A work fueled by in-depth research, courses that she took at university, not to mention the visits she made to European prehistoric excavation sites.
A woman healer is a person generally without a medical diploma, who heals, outside of the scientific practice of medicine, by empirical or magical means, by virtue of supposed particular gifts or with the help of personal recipes.
In the Middle Ages, in Europe, there were no defined boundaries between doctors, healers and witches.
In the Western world, women healers, heirs of ancestral practices, can be magnetizers, dowsers, bonesetters, exorcists... In the traditional societies of Asia, Africa, America, Oceania, considered witches or psychics, women healers are usually shamans, in the Philippines and Brazil they are sometimes called psychic surgeons.
In Switzerland, there are different categories, firebreakers, secret makers, depending on health problems.
There are also healing priests in the Catholic religion.
In the 19th century, in France, the law of 19 Ventôse year XI (March 10, 1803) established the notion of illegal practice of medicine, placing women healers as illegal competitors of doctors.
In the Basque country, the country of my maternal ancestors, women healers are called “Sorgina” (pronounced “chorguigna”).
In the etymological sense, it is probable that this word derives from sor + gin which means creator.
The story of these women remains engraved in the collective memory because of the persecutions of the Catholic Inquisition in the 17th century.
The rituals of the “Sorgina” taking place in moonlight, in most often isolated places, inspired Goya to create a painting entitled “Aquelarre”: a canvas representing a gathering of sorgina around the Horned God, Akerbeltz.
These women healers know the virtues of plants, leaves, roots, flowers and tubers. They communicate with birds, wolves and all wild creatures. The behavior of bees delivers messages and prophecies to them.
They live in osmosis with the elements and transmit their gifts and their universal knowledge.
Over the centuries, there have been famous healers.
In France, Auguste-Henri Jacob known as Zouave Jacob (1828-1913), Nizier
Anthelme Philippe known as Maître Philippe (1849-1905), Louis-Joseph Antoine known as Antoine the Healer (1846-1912).
In the United States of America, Mary Baker Eddy, founder of Christian Science.
In Russia, the no less famous, Grigori Rasputin.
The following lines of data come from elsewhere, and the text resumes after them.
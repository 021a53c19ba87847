use arcana_model::{Platform, PlatformId};
use chrono::{DateTime, Utc};
use sqlx::SqlitePool;

use crate::{CatalogError, Result};

#[derive(Debug, Clone, sqlx::FromRow)]
pub(crate) struct PlatformRow {
    pub id: i64,
    pub name: String,
    pub created_at: DateTime<Utc>,
    pub updated_at: DateTime<Utc>,
}

impl From<PlatformRow> for Platform {
    fn from(row: PlatformRow) -> Self {
        Platform {
            id: PlatformId(row.id),
            name: row.name,
            created_at: row.created_at,
            updated_at: row.updated_at,
        }
    }
}

#[derive(Debug, Clone)]
pub struct PlatformRepository {
    pool: SqlitePool,
}

impl PlatformRepository {
    pub fn new(pool: SqlitePool) -> Self {
        Self { pool }
    }

    /// Resolve a platform by name, creating it on first reference.
    ///
    /// Safe against concurrent resolution of the same name: the insert is an
    /// `ON CONFLICT DO NOTHING` upsert, so two racing callers both land on
    /// the single surviving row. Name matching is exact and case-sensitive.
    pub async fn get_or_create(&self, name: &str) -> Result<Platform> {
        let now = Utc::now();
        sqlx::query(
            "INSERT INTO platforms (name, created_at, updated_at)
             VALUES (?1, ?2, ?2)
             ON CONFLICT(name) DO NOTHING",
        )
        .bind(name)
        .bind(now)
        .execute(&self.pool)
        .await?;

        let row = sqlx::query_as::<_, PlatformRow>(
            "SELECT id, name, created_at, updated_at FROM platforms WHERE name = ?1",
        )
        .bind(name)
        .fetch_one(&self.pool)
        .await?;

        Ok(row.into())
    }

    pub async fn get(&self, id: PlatformId) -> Result<Option<Platform>> {
        let row = sqlx::query_as::<_, PlatformRow>(
            "SELECT id, name, created_at, updated_at FROM platforms WHERE id = ?1",
        )
        .bind(id.as_i64())
        .fetch_optional(&self.pool)
        .await?;
        Ok(row.map(Platform::from))
    }

    pub async fn list(&self) -> Result<Vec<Platform>> {
        let rows = sqlx::query_as::<_, PlatformRow>(
            "SELECT id, name, created_at, updated_at FROM platforms ORDER BY name",
        )
        .fetch_all(&self.pool)
        .await?;
        Ok(rows.into_iter().map(Platform::from).collect())
    }

    /// Delete a platform. Fails with [`CatalogError::PlatformInUse`] while
    /// any game or API key still references it.
    pub async fn delete(&self, id: PlatformId) -> Result<()> {
        let result = sqlx::query("DELETE FROM platforms WHERE id = ?1")
            .bind(id.as_i64())
            .execute(&self.pool)
            .await
            .map_err(|e| match &e {
                sqlx::Error::Database(db)
                    if db.message().contains("FOREIGN KEY") =>
                {
                    CatalogError::PlatformInUse(id.to_string())
                }
                _ => CatalogError::Database(e),
            })?;

        if result.rows_affected() == 0 {
            return Err(CatalogError::NotFound(format!("platform {id}")));
        }
        Ok(())
    }
}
Or, the Romani woman healer of the King of Scotland, Renaissance healer, at the court of King James V.
Today the existence of women healers is more relevant than ever. Naturopathy, an age-old science, once again plays a vital role. Meditation, like certain philosophies, are witnesses to the resurrection of these healing practices of yesteryear.
A recent book entitled “Healing through the invisible” (investigation into today’s healers by Olivier Schmitz) confirms this underlying phenomenon.
This return to the source augurs a new essence of couture: a humanist couture that does good.